Firstly, let's talk about implementation. I'll cover the tools we're using so no one accuses me of cheating later on ;).
Implementation
Firstly, the tools at play. We're using the libraries OpenCV and Mediapipe. OpenCV is a Python computer vision library, and Mediapipe is an open-source, cross-platform, customizable ML solution for live and streaming media.
# Install OpenCV for Python
$ pip3 install opencv-python
# Install MediaPipe for Python
$ pip3 install mediapipe
import cv2
import mediapipe as mp
mp_drawing = mp.solutions.drawing_utils
mp_drawing_styles = mp.solutions.drawing_styles
mp_holistic = mp.solutions.holistic
# For webcam input:
cap = cv2.VideoCapture(0)
previous_time = 0
with mp_holistic.Holistic(min_detection_confidence=0.5, min_tracking_confidence=0.5) as holistic:
while cap.isOpened():
success, image = cap.read()
if not success:
print("Ignoring empty camera frame.")
break
image.flags.writeable = False
image = cv2.cvtColor(image, cv2.COLOR_BGR2RGB)
results = holistic.process(image)
image.flags.writeable = True
image = cv2.cvtColor(image, cv2.COLOR_RGB2BGR)
# Draw Face Landmarks
mp_drawing.draw_landmarks(
image,
results.face_landmarks,
mp_holistic.FACEMESH_CONTOURS,
mp_drawing.DrawingSpec(
color=(255,0,255),
thickness=1,
circle_radius=1
),
mp_drawing.DrawingSpec(
color=(0,255,255),
thickness=1,
circle_radius=1
)
)
# Draw Hand Landmarks
mp_drawing.draw_landmarks(
image,
results.right_hand_landmarks,
mp_holistic.HAND_CONNECTIONS
)
mp_drawing.draw_landmarks(
image,
results.left_hand_landmarks,
mp_holistic.HAND_CONNECTIONS
)
frame = cv2.flip(image, 1)
cv2.imshow('frame', frame)
if cv2.waitKey(5) & 0xFF == ord('q'):
break
cap.release()
cv2.destroyAllWindows()
Unlike a machine, a human usually gives away subtle hints.

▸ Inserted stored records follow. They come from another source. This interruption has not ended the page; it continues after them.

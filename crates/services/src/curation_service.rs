use std::collections::{BTreeMap, HashMap};
use std::sync::Arc;

use chrono::{DateTime, Utc};
use quiz_core::model::{InvalidMark, Question, QuestionCorrection, QuestionId, ReturnedMark};
use serde::Serialize;
use storage::repository::{CurationRepository, QuestionRepository, StorageError};
use tracing::{debug, info};

use crate::Clock;
use crate::error::CurationError;
use crate::quiz_service::QuizService;

/// A flagged question with its current (corrected) content.
#[derive(Debug, Clone, PartialEq, Eq, Serialize)]
pub struct InvalidQuestion {
    pub question: Question,
    pub marked_at: DateTime<Utc>,
}

/// Review queue for questions flagged during tests.
#[derive(Clone)]
pub struct CurationService {
    clock: Clock,
    quiz: Arc<QuizService>,
    questions: Arc<dyn QuestionRepository>,
    curation: Arc<dyn CurationRepository>,
}

impl CurationService {
    #[must_use]
    pub fn new(
        clock: Clock,
        quiz: Arc<QuizService>,
        questions: Arc<dyn QuestionRepository>,
        curation: Arc<dyn CurationRepository>,
    ) -> Self {
        Self {
            clock,
            quiz,
            questions,
            curation,
        }
    }

    async fn ensure_known(&self, id: QuestionId) -> Result<(), CurationError> {
        match self.questions.get_question(id).await {
            Ok(_) => Ok(()),
            Err(StorageError::NotFound) => Err(CurationError::UnknownQuestion(id)),
            Err(err) => Err(err.into()),
        }
    }

    /// Set or clear the invalid flag. Returns the new flag.
    ///
    /// # Errors
    ///
    /// Returns `CurationError::UnknownQuestion` for ids outside the bank.
    pub async fn set_invalid(&self, id: QuestionId, invalid: bool) -> Result<bool, CurationError> {
        self.ensure_known(id).await?;
        if invalid {
            self.curation
                .mark_invalid(InvalidMark {
                    question_id: id,
                    marked_at: self.clock.now(),
                })
                .await?;
        } else {
            self.curation.unmark_invalid(id).await?;
        }
        info!(%id, invalid, "updated invalid flag");
        Ok(invalid)
    }

    /// Flagged questions joined with the corrected bank.
    ///
    /// Flags pointing at ids no longer in the bank are skipped.
    ///
    /// # Errors
    ///
    /// Returns `CurationError::Storage` on read failures.
    pub async fn list_invalid(&self) -> Result<Vec<InvalidQuestion>, CurationError> {
        let marks = self.curation.list_invalid().await?;
        if marks.is_empty() {
            return Ok(Vec::new());
        }
        let bank: HashMap<QuestionId, Question> = self
            .quiz
            .corrected_bank()
            .await?
            .into_iter()
            .map(|q| (q.id(), q))
            .collect();

        let mut out = Vec::with_capacity(marks.len());
        for mark in marks {
            match bank.get(&mark.question_id) {
                Some(question) => out.push(InvalidQuestion {
                    question: question.clone(),
                    marked_at: mark.marked_at,
                }),
                None => debug!(id = %mark.question_id, "flagged question missing from bank"),
            }
        }
        Ok(out)
    }

    /// Clear the flag and record that the question is back in rotation.
    ///
    /// # Errors
    ///
    /// Returns `CurationError::UnknownQuestion` for ids outside the bank.
    pub async fn return_to_pool(&self, id: QuestionId) -> Result<ReturnedMark, CurationError> {
        self.ensure_known(id).await?;
        let was_invalid = self.curation.unmark_invalid(id).await?;
        let mark = ReturnedMark {
            question_id: id,
            returned_at: self.clock.now(),
        };
        self.curation.record_returned(mark).await?;
        info!(%id, was_invalid, "returned question to pool");
        Ok(mark)
    }

    /// Replace a question's prompt, options and correct key.
    ///
    /// Returns the question as it will be drawn from now on.
    ///
    /// # Errors
    ///
    /// Returns `CurationError::Question` if the edit is invalid and
    /// `CurationError::UnknownQuestion` for ids outside the bank.
    pub async fn correct_question(
        &self,
        id: QuestionId,
        prompt: &str,
        options: BTreeMap<String, Option<String>>,
        correct: &str,
    ) -> Result<Question, CurationError> {
        let original = match self.questions.get_question(id).await {
            Ok(q) => q,
            Err(StorageError::NotFound) => return Err(CurationError::UnknownQuestion(id)),
            Err(err) => return Err(err.into()),
        };
        let correction = QuestionCorrection::new(id, prompt, options, correct, self.clock.now())?;
        self.curation.save_correction(&correction).await?;
        info!(%id, "saved question correction");
        Ok(correction.apply_to(&original))
    }
}

#[cfg(test)]
mod tests {
    use super::*;
    use quiz_core::model::{Category, OptionKey, QuestionError};
    use quiz_core::time::fixed_clock;
    use storage::repository::InMemoryRepository;

    async fn service() -> (CurationService, InMemoryRepository) {
        let repo = InMemoryRepository::new();
        let bank: Vec<Question> = (1..=3)
            .map(|i| {
                Question::new(
                    QuestionId::new(i),
                    format!("Q{i}"),
                    vec![(OptionKey::A, "x".into()), (OptionKey::B, "y".into())],
                    OptionKey::A,
                    Category::Other,
                )
                .unwrap()
            })
            .collect();
        repo.upsert_questions(&bank).await.unwrap();
        let quiz = Arc::new(QuizService::new(
            Arc::new(repo.clone()),
            Arc::new(repo.clone()),
            Arc::new(repo.clone()),
        ));
        let svc = CurationService::new(
            fixed_clock(),
            quiz,
            Arc::new(repo.clone()),
            Arc::new(repo.clone()),
        );
        (svc, repo)
    }

    #[tokio::test]
    async fn flag_list_and_return() {
        let (svc, repo) = service().await;
        svc.set_invalid(QuestionId::new(2), true).await.unwrap();
        let listed = svc.list_invalid().await.unwrap();
        assert_eq!(listed.len(), 1);
        assert_eq!(listed[0].question.id(), QuestionId::new(2));

        svc.return_to_pool(QuestionId::new(2)).await.unwrap();
        assert!(svc.list_invalid().await.unwrap().is_empty());
        assert_eq!(repo.list_returned().await.unwrap().len(), 1);
    }

    #[tokio::test]
    async fn unknown_ids_are_rejected() {
        let (svc, _) = service().await;
        assert!(matches!(
            svc.set_invalid(QuestionId::new(42), true).await,
            Err(CurationError::UnknownQuestion(_))
        ));
    }

    #[tokio::test]
    async fn invalid_list_shows_corrected_content() {
        let (svc, _) = service().await;
        svc.set_invalid(QuestionId::new(1), true).await.unwrap();
        svc.correct_question(
            QuestionId::new(1),
            " Nueva ",
            BTreeMap::from([
                ("a".to_string(), Some("x".to_string())),
                ("b".to_string(), Some("y".to_string())),
            ]),
            "B",
        )
        .await
        .unwrap();
        let listed = svc.list_invalid().await.unwrap();
        assert_eq!(listed[0].question.prompt(), "Nueva");
        assert_eq!(listed[0].question.correct(), OptionKey::B);
    }

    #[tokio::test]
    async fn correction_must_name_an_option() {
        let (svc, _) = service().await;
        let err = svc
            .correct_question(
                QuestionId::new(1),
                "Q",
                BTreeMap::from([
                    ("a".to_string(), Some("x".to_string())),
                    ("b".to_string(), Some("y".to_string())),
                ]),
                "d",
            )
            .await
            .unwrap_err();
        assert!(matches!(
            err,
            CurationError::Question(QuestionError::CorrectOptionMissing(OptionKey::D))
        ));
    }
}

By reading micro-expressions, we can identify certain tendencies of a person and predict their next move. Initially, we need an association between gestures, facial expressions, and their corresponding moves. One of the micro-expressions I've implemented is the clenched fist.
How often? How hard? How long? These are all indicators of a potential move. At least, that's what I think. Is the player nervous and hence choosing rock? Is the player relaxed, sticking with paper, or maybe it's scissors after all?
But how do we document such assertions? With math. Even basic math. Mediapipe provides us with facial landmarks that can be interpreted as vectors. Through these vectors, simple math operations like calculating the length between two vectors, the scalar product, the cross product, and of course, the angle, give us the desired results.
Identifying the rock. We can compare the vectors of the finger MCP and finger PIP. If the vector formed by MCP and PIP differs within a certain tolerance from the angle PIP and DIP, then both vectors don't align, indicating the finger isn't extended. Thus, if the index and middle fingers are extended while the others aren't we can assume the player is using scissors. All fingers extended implies Paper. Otherwise, Rock.
Naturally, we can use the same logic to check if the fist is clenched by examining the distance between the finger tip and MCP. The smaller the distance, the tighter the fist.
$$P = (x_1, y_1, z_1); \quad E = (x_2, y_2, z_2);$$
$$ d = \sqrt{(x_2 - x_1)^2 + (y_2 - y_1)^2 + (z_2 - z_1)^2}$$
def clutched_or_relaxed(hand_landmarks):
if hand_landmarks is not None:
landmarks = hand_landmarks.landmark
pinky_tip = [landmarks[20].x, landmarks[20].y, 0]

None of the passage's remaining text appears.